That said, not describing some of the joys of it would be a disservice to the project, and in time I will reflect and share. Meanwhile there are some other housekeeping bits I want to bring forth here.

One is our Saipua wedding work is moments away from being closed officially. We stopped taking new inquiries about 8 months ago, and are now finishing out the last 3 (!) remaining contracts of our tenure. All the flowers we grow at the farm now will support the floral residency program and our own personal endeavors here; be it dying material for the wool program or floral based herbal tea blends we're developing with gardener Deborah Needleman.

In the spring we're moving the soap business to Worlds End where it will continue to provide the economic engine for the slippery experiment that Saipua has become.

This past weekend I worked on two weddings in the city, one at the castle, now run by the Marlow Group as an event space. I think its the best place to throw a party in NYC. My bias aside, the food (actually locally sourced meat and produce) is the most beautiful catering around. For a moment there in that beautiful sun lit space, surrounded by our farms flowers I thought - was I foolish to give this work up?

But for something new to emerge, I had to let this part of Saipua go. I think it became painstakingly hard to maintain emotional enthusiasm for strangers weddings. I ran out of steam, ran out of the energy to be present for clients in the way they deserved -- and my company, full of the most sensitive and sharp people in the floral world felt it too. It began to feel too much like a business, cold like so many of the wedding venues (wedding factories we call them) we were working at.

Some florist companies operate like a well oiled machine in the wedding industry. I look around and see them and applaud them. They act professionally and have clearly delineated boundaries intact for their staff and client relationships.

That was just never, ever going to be the case at Saipua.

We live in this culture that spreads a complicated message; 'do what you love and you'll never work a day in your life.' Buried in the underbelly of that sentiment is a sacrifice of one's personal pleasures and art for capitalism. Never have I felt so validated as when people started to want to pay me a lot of money to make flowers for them. In the decade that followed I was pulled into a complex monied world that was full of false notions around value and beauty. Let there be no confusion - the flower industry (not unlike the fashion industry) is absolutely exploitative and toxic. Efforts to combat that; composting, trying to pay people fairly, growing our own flowers were expensive and the majority of clients were not willing to pay for those improvements which were not visibly part of the beautiful product on the day of their event.

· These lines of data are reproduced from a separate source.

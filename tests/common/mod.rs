//! Shared utilities for integration tests.

use std::net::SocketAddr;
use std::path::Path;
use std::sync::atomic::{AtomicUsize, Ordering};
use std::sync::Arc;
use std::time::Duration;

use async_trait::async_trait;
use clusterd::cluster::{Discovery, DiscoveryError, NodeUrl};
use clusterd::NodeConfig;
use tokio::io::{AsyncReadExt, AsyncWriteExt};
use tokio::net::TcpListener;

/// Reserve a local port. The port is free again when this returns.
#[allow(dead_code)]
pub fn free_port() -> u16 {
    std::net::TcpListener::bind("127.0.0.1:0")
        .unwrap()
        .local_addr()
        .unwrap()
        .port()
}

/// Node configuration listening on the given local ports.
#[allow(dead_code)]
pub fn node_config(name: &str, data_dir: &Path, peer_port: u16, client_port: u16) -> NodeConfig {
    let mut config = NodeConfig {
        name: name.to_string(),
        data_dir: Some(data_dir.to_path_buf()),
        ..NodeConfig::default()
    };
    let peer = format!("http://127.0.0.1:{}", peer_port);
    let client = format!("http://127.0.0.1:{}", client_port);
    config.urls.listen_peer = vec![peer.clone()];
    config.urls.advertise_peer = vec![peer];
    config.urls.listen_client = vec![client.clone()];
    config.urls.advertise_client = vec![client];
    config.proxy.refresh_interval_secs = 1;
    config
}

/// Start a mock backend that answers every request with `status` and `body`.
#[allow(dead_code)]
pub async fn start_mock_backend(addr: SocketAddr, status: &'static str, body: String) -> SocketAddr {
    let listener = TcpListener::bind(addr).await.unwrap();
    let local = listener.local_addr().unwrap();
    let body = Arc::new(body);

    tokio::spawn(async move {
        loop {
            match listener.accept().await {
                Ok((mut socket, _)) => {
                    let body = body.clone();
                    tokio::spawn(async move {
                        let mut buf = [0u8; 4096];
                        let _ = socket.read(&mut buf).await;
                        let response = format!(
                            "HTTP/1.1 {}\r\nContent-Length: {}\r\nConnection: close\r\n\r\n{}",
                            status,
                            body.len(),
                            body
                        );
                        let _ = socket.write_all(response.as_bytes()).await;
                        let _ = socket.shutdown().await;
                        tokio::time::sleep(Duration::from_millis(10)).await;
                    });
                }
                Err(_) => break,
            }
        }
    });
    local
}

/// Start a mock peer answering `/members` with one member whose client URL is
/// `client_url`.
#[allow(dead_code)]
pub async fn start_mock_peer(client_url: &str) -> SocketAddr {
    let addr: SocketAddr = "127.0.0.1:0".parse().unwrap();
    let peer = TcpListener::bind(addr).await.unwrap();
    let peer_addr = peer.local_addr().unwrap();
    drop(peer);

    let body = format!(
        r#"{{"members":[{{"name":"infra0","peerURLs":["http://{}"],"clientURLs":["{}"]}}]}}"#,
        peer_addr, client_url
    );
    start_mock_backend(peer_addr, "200 OK", body).await
}

/// Discovery double with a scripted join result.
#[allow(dead_code)]
pub struct FakeDiscovery {
    pub join: Result<String, fn() -> DiscoveryError>,
    pub cluster: String,
    pub joins: AtomicUsize,
}

#[allow(dead_code)]
impl FakeDiscovery {
    pub fn full(cluster: impl Into<String>) -> Arc<Self> {
        Arc::new(Self {
            join: Err(|| DiscoveryError::FullCluster),
            cluster: cluster.into(),
            joins: AtomicUsize::new(0),
        })
    }

    pub fn duplicate() -> Arc<Self> {
        Arc::new(Self {
            join: Err(|| DiscoveryError::DuplicateId),
            cluster: String::new(),
            joins: AtomicUsize::new(0),
        })
    }

    pub fn joins(&self) -> usize {
        self.joins.load(Ordering::SeqCst)
    }
}

#[async_trait]
impl Discovery for FakeDiscovery {
    async fn join_cluster(
        &self,
        _durl: &str,
        _proxy: Option<&str>,
        _name: &str,
        _peer_urls: &[NodeUrl],
    ) -> Result<String, DiscoveryError> {
        self.joins.fetch_add(1, Ordering::SeqCst);
        match &self.join {
            Ok(cluster) => Ok(cluster.clone()),
            Err(make) => Err(make()),
        }
    }

    async fn get_cluster(&self, _durl: &str, _proxy: Option<&str>) -> Result<String, DiscoveryError> {
        Ok(self.cluster.clone())
    }

    async fn srv_cluster(
        &self,
        _name: &str,
        _domain: &str,
        _token: &str,
        _peer_urls: &[NodeUrl],
    ) -> Result<(String, String), DiscoveryError> {
        Err(DiscoveryError::Dns("no SRV records in tests".to_string()))
    }
}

Our last wedding is December 7th. These last three are all very special and we will give everything we have got to making them the best. Then I'll be retired from the industry for good. I'm going to nurse my carpal tunnel wrist and focus on my floral residency program at Worlds End.

Sunday, September 8, 2019

september work.

What is the work?
Is it to learn the piano? To get it tuned first, to find the man, to call the man, to leave the message.

My aunts both had pianos no one played. I studied their houses; both had velvet sofas, they always had drinks. I always either tended bar, learning to light matches or, I played the piano to the extent permissible. I liked to make moody music, depress the petal and pound the lowest keys. Perhaps I was learning abstraction then. There was a very dark and thick oil painting of a swampy woods in one aunt's piano room and I thought; Yes, this is right.

I find a piano teacher but she's not the right one. I tell her I play by ear and she says I need to learn the math of counting time. She attempts to decode 4-4 time for me then 3-4 time and I look around her living room at all the framed photos; an array of nephews in suits. Her piano is upright; shiny black and I can tell it is well oiled, easy-playing like a new casio. She invites me to her church via text message some days later. I imagine myself going, which is to say I wonder about what a woman like me wears to a church in the leatherstocking region of NY State on any given Sunday.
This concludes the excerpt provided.